Hay algo muy curioso que me recuerda a Manuin cada vez que voy al mercado. Es el queso. En su plato de comida nunca podía faltar el queso. Una vez, antes de ir de vacaciones a su casa, le pregunté a su hija Sekut qué le encantaba comer a su padre. Su respuesta me asombró y a la vez me hizo reír. Me comentó que un día Santiago se acabó el queso que ella tenía guardado y que le dejó sin nada. Era tan aficionado a este alimento que incluso llegó a decir: “Si alguien me ofreciera en este instante el queso a cambio de mi hija, sería capaz de venderla”. Y luego se echó a reír de su frase traviesa.
Por otro lado, el viejo Manuin —como lo llamo con mucho cariño— era muy buen conversador y un ser dotado para la reflexión. La primera vez que fui a visitarlo me quedé una semana en su casa. Cada día, antes y después del desayuno, almuerzo y cena, respectivamente, sentados en la banca de su sala, nos poníamos a conversar casi de todo. Él reflexionaba a partir de su experiencia, trayectoria y entendimiento del mundo y yo también hacía lo mismo. Era una conversación intensa y armónica entre un joven curioso y un hombre muy sabio. Solo dejábamos de hablar cuando nuestro cuerpo y mente no aguantaban más. “Sobrino, ya estamos cansados. Ve a dormir. Luego seguimos conversando”, decía finalizando la plática. Yo me ponía de pie agotado, como si estuviera en la semana de parciales o finales de la universidad que, de hecho, tenían casi el mismo nivel de exigencia que mis diálogos con Santiago. Intenté varias veces no salir cansado de la conversación, pero no pude. Al final entendí que pensar, reflexionar y hablar con argumento consume la energía del cuerpo.
Esas conversaciones eran preciosas y más aún en su silenciosa parcela El mirador, ubicado al frente del río Marañón. Allí, en los atardeceres de sol rojizo claro, con un cielo azul profundo, un viento fresco y el agua verde intenso del río, Manuin se sentaba en una silla a mirar los peque peques que iban y bajaban del pueblo de Nieva. A veces sólo apreciaba el río o el movimiento de algún pescador.
Una mañana que volvía a mi casa, tras el desayuno, Manuin me dijo unas palabras. “Sobrino, mucha gente dice que vivo con el dinero del pueblo, pero tú mismo has visto que vivo de los productos de mi chacra, granja, río, quebrada. Aquí en mi parcela hay desarrollo sostenible”. Cruzamos nuestras miradas serias. “En 2009 peleamos con lanzas para defender nuestro territorio y casi nos ganan porque no estuvimos preparados a nivel intelectual. De aquí para adelante la lucha no será con lanzas, sino con el conocimiento. Por eso, ustedes jóvenes tienen que prepararse mejor” añadió. Él, mi maestro, tenía esperanza en la nueva generación.

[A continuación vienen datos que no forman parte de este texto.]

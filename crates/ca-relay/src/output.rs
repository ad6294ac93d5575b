//! Colored status lines for the command line

use crossterm::style::{Color, Print, ResetColor, SetForegroundColor};

use ca_core::{BindDecision, NetworkMode};

/// Print a success message (green check)
pub fn print_success(msg: &str) {
    let mut stdout = std::io::stdout();
    let _ = crossterm::execute!(
        stdout,
        SetForegroundColor(Color::Green),
        Print("✓ "),
        ResetColor,
        Print(msg),
        Print("\n")
    );
}

/// Print an error message (red cross) to stderr
pub fn print_error(msg: &str) {
    let mut stderr = std::io::stderr();
    let _ = crossterm::execute!(
        stderr,
        SetForegroundColor(Color::Red),
        Print("✗ "),
        ResetColor,
        Print(msg),
        Print("\n")
    );
}

/// Print a warning (yellow) to stderr
pub fn print_warning(msg: &str) {
    let mut stderr = std::io::stderr();
    let _ = crossterm::execute!(
        stderr,
        SetForegroundColor(Color::Yellow),
        Print("⚠ "),
        ResetColor,
        Print(msg),
        Print("\n")
    );
}

/// Print an informational message (cyan)
pub fn print_info(msg: &str) {
    let mut stdout = std::io::stdout();
    let _ = crossterm::execute!(
        stdout,
        SetForegroundColor(Color::Cyan),
        Print("ℹ "),
        ResetColor,
        Print(msg),
        Print("\n")
    );
}

/// Text shown to the user once the relay is listening
///
/// The token is only included when the mode requires one.
pub fn format_connection_info(decision: &BindDecision, token: Option<&str>) -> String {
    let mut lines = vec![format!("URL:   {}", decision.ws_url())];
    match (decision.mode, token) {
        (NetworkMode::LocalSubnet, Some(token)) => lines.push(format!("Token: {}", token)),
        (NetworkMode::LocalSubnet, None) => {
            lines.push("Token: run `ca-relay token show`".to_string())
        }
        (NetworkMode::VpnOverlay, _) => {
            lines.push("Auth:  none (overlay network peers are trusted)".to_string())
        }
    }
    lines.join("\n")
}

Santiago, no pude estar a tu lado en tus últimas líneas de lucha contra la muerte. Me duele tanto tu partida. Has ido en silencio como si aquello fuera la paz de tu tierra. Qué haré al no verte cuando vaya a Nieva, a tu casa y me sienta a ver el atardecer desde la parcela, y la nostalgia me invada. Qué haré cuando quiera discutir sobre nuestro pueblo y la vida, pero la vida ya no cuente contigo. Aun así, vives en nuestra Amazonía, el maravilloso tesoro milenario que defendiste perdiendo una pierna. Y seguirás vivo en cada lucha “por vivir en paz en nuestro territorio”. Es irónico decirlo: me abriste un fragmento de herida y dolor que no supe cómo calmar sino escribiéndote unas poesías de despedida. Aquellas han sido líneas de lágrimas.